Jerry Jeff Walker - vocals, guitar; Ron Cobb - bass; Reese Wynans - keyboards; Tomas Ramirez - saxophone; Michael Hardwick - guitar, banjo, pedal steel; Michael Clark - drums

This is one of the most enjoyable live sets you are likely to hear from Jerry Jeff Walker, one of the last true country cowboy music stars that's still out there packing venues.

Opening with "Getting By," Walker gets the audience cheering right from the beginning. He next launches into a pretty straightforward cover of Bob Dylan's "Don't Think Twice, It's Alright," which he sings as well as Dylan himself. "Feels Like 1959" which follows is the story of a memorable party Walker attended that brought him back to the kind of hullabaloos he witnessed during the early days of rock 'n' roll. "Jaded Lover" is the most traditional of the country songs played during the show and excels primarily in the pedal steel guitar work of band member, Michael Hardwick.
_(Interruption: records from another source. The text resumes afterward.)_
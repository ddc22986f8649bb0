use async_trait::async_trait;
use axum::Router;

/// Context provided to modules during startup.
pub struct InitCtx<'a> {
    pub settings: &'a crate::settings::Settings,
}

/// Lifecycle trait implemented by every domain module.
#[async_trait]
pub trait Module: Send + Sync {
    /// Unique name for this module.
    fn name(&self) -> &'static str;

    /// Initialize the module with the provided context.
    /// Called during application startup, before routes are mounted.
    async fn init(&self, _ctx: &InitCtx<'_>) -> anyhow::Result<()> {
        Ok(())
    }

    /// Return the Axum router for this module's routes.
    /// Routes will be mounted under `/api/{module_name}`.
    fn routes(&self) -> Router {
        Router::new()
    }

    /// Start background work for this module, once routes are mounted.
    async fn start(&self, _ctx: &InitCtx<'_>) -> anyhow::Result<()> {
        Ok(())
    }

    /// Stop the module and clean up resources during shutdown.
    async fn stop(&self) -> anyhow::Result<()> {
        Ok(())
    }
}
"Ro-Deo-Deo Cowboy" borrows heavily from country swing, and could have been recorded by Asleep at the Wheel. The poignant "Eastern Avenue River Railway Blues," is clearly the best song in the show, and sounds like a cross between Bob Dylan and Harry Chapin. It has a country-blues feel, a style of music which Walker nicknamed "Cowjazz." That was also the name of the record Walker was promoting at the time this concert was broadcast. The jazz vamp at the end of the song, featuring a blistering electric piano solo from Reese Wynans, is nothing short of brilliant.

Jerry Jeff Walker is an American songsmith from Texas who has gained recognition as an innovative part of both the folk and country-rock scenes. He is perhaps best known for his gentle ode to entertainer Bill Robinson, whom he immortalized in the song "Mr. Bojangles." This show was recorded for the "Live at the Bottom Line" radio concert series in December, 1978 and features Walker with a band that is comfortable playing both Western swing and straight up Texan rock 'n' roll.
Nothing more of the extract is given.